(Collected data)
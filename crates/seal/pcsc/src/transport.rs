//! PC/SC tag transport

use std::ffi::CString;
use std::fmt;

use bytes::{Bytes, BytesMut};
use nfc_seal::{TagTransport, TransportError};
use pcsc::{Card, Context, Disposition, MAX_BUFFER_SIZE};
use tracing::debug;

use crate::frame::{self, MAX_READ_LEN, PAGE_LEN};
use crate::{config::PcscConfig, error::PcscError};

/// Tag transport over a PC/SC reader
pub struct PcscTransport {
    /// PC/SC context
    context: Context,
    /// Card connection, if established
    card: Option<Card>,
    /// Reader name
    reader_name: String,
    /// Configuration
    config: PcscConfig,
}

impl fmt::Debug for PcscTransport {
    fn fmt(&self, f: &mut fmt::Formatter<'_>) -> fmt::Result {
        f.debug_struct("PcscTransport")
            .field("reader_name", &self.reader_name)
            .field("has_card", &self.card.is_some())
            .field("config", &self.config)
            .finish()
    }
}

impl PcscTransport {
    /// Create a new PC/SC transport for the specified reader
    pub(crate) fn new(
        context: Context,
        reader_name: &str,
        config: PcscConfig,
    ) -> Result<Self, PcscError> {
        let mut transport = Self {
            context,
            card: None,
            reader_name: reader_name.to_string(),
            config,
        };

        // A missing tag is reported on first use
        if let Err(e) = transport.connect_card() {
            debug!(error = %e, "No tag connected yet");
        }

        Ok(transport)
    }

    /// Try to connect to the tag
    fn connect_card(&mut self) -> Result<(), PcscError> {
        if self.card.is_some() {
            return Ok(());
        }

        let reader_cstr = CString::new(self.reader_name.clone())
            .map_err(|_| PcscError::ReaderNotFound(self.reader_name.clone()))?;

        match self.context.connect(
            &reader_cstr,
            self.config.share_mode.into(),
            self.config.protocols,
        ) {
            Ok(card) => {
                self.card = Some(card);
                Ok(())
            }
            Err(pcsc::Error::NoSmartcard) => Err(PcscError::NoCard(self.reader_name.clone())),
            Err(e) => Err(e.into()),
        }
    }

    /// Transmit a command and return the full response, status word included
    fn transmit_command(&mut self, command: &[u8]) -> Result<Bytes, PcscError> {
        self.connect_card()?;

        let card = self
            .card
            .as_mut()
            .ok_or_else(|| PcscError::NoCard(self.reader_name.clone()))?;

        let mut response_buffer = [0u8; MAX_BUFFER_SIZE];
        match card.transmit(command, &mut response_buffer) {
            Ok(response) => Ok(Bytes::copy_from_slice(response)),
            Err(e) => {
                if matches!(e, pcsc::Error::ResetCard | pcsc::Error::RemovedCard) {
                    self.card = None;

                    if self.config.auto_reconnect
                        && e == pcsc::Error::ResetCard
                        && self.connect_card().is_ok()
                    {
                        return self.transmit_command(command);
                    }
                }

                Err(e.into())
            }
        }
    }

    /// Transmit a reader pseudo-APDU and strip its status word
    fn transmit_checked(&mut self, command: &[u8]) -> Result<Bytes, PcscError> {
        let response = self.transmit_command(command)?;
        let data = frame::check_status(&response)?;
        Ok(response.slice(..data.len()))
    }

    fn read(&mut self, page: u16, length: u16) -> Result<Bytes, PcscError> {
        let length = length as usize;
        let mut buffer = BytesMut::with_capacity(length);

        while buffer.len() < length {
            let chunk = (length - buffer.len()).min(MAX_READ_LEN);
            let page = frame::page_byte(page as usize + buffer.len() / PAGE_LEN)?;

            let data = self.transmit_checked(&frame::read_binary(page, chunk as u8))?;
            if data.len() < chunk {
                return Err(PcscError::ShortRead {
                    expected: chunk,
                    actual: data.len(),
                });
            }
            buffer.extend_from_slice(&data[..chunk]);
        }

        Ok(buffer.freeze())
    }

    fn write(&mut self, page: u16, data: &[u8]) -> Result<(), PcscError> {
        for (i, chunk) in data.chunks(PAGE_LEN).enumerate() {
            let page = frame::page_byte(page as usize + i)?;
            self.transmit_checked(&frame::update_binary(page, chunk))?;
        }
        Ok(())
    }
}

impl TagTransport for PcscTransport {
    fn uid(&mut self) -> Result<Bytes, TransportError> {
        self.transmit_checked(&frame::get_uid())
            .map_err(TransportError::from)
    }

    fn do_read_pages(&mut self, page: u16, length: u16) -> Result<Bytes, TransportError> {
        self.read(page, length).map_err(TransportError::from)
    }

    fn do_write_pages(&mut self, page: u16, data: &[u8]) -> Result<(), TransportError> {
        self.write(page, data).map_err(TransportError::from)
    }

    fn do_transceive(
        &mut self,
        command: &[u8],
        _response_len: usize,
    ) -> Result<Bytes, TransportError> {
        // Passed through untouched; the caller interprets the tunnelled answer
        self.transmit_command(command)
            .map_err(TransportError::from)
    }
}

impl Drop for PcscTransport {
    fn drop(&mut self) {
        if let Some(card) = self.card.take() {
            let _ = card.disconnect(Disposition::LeaveCard);
        }
    }
}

▶ _WORK TO COMPLETE_
Read through the records above and copy the lines that contain "ResetCard".

▶ _RESPONSE_
                if matches!(e, pcsc::Error::ResetCard | pcsc::Error::RemovedCard) {
                        && e == pcsc::Error::ResetCard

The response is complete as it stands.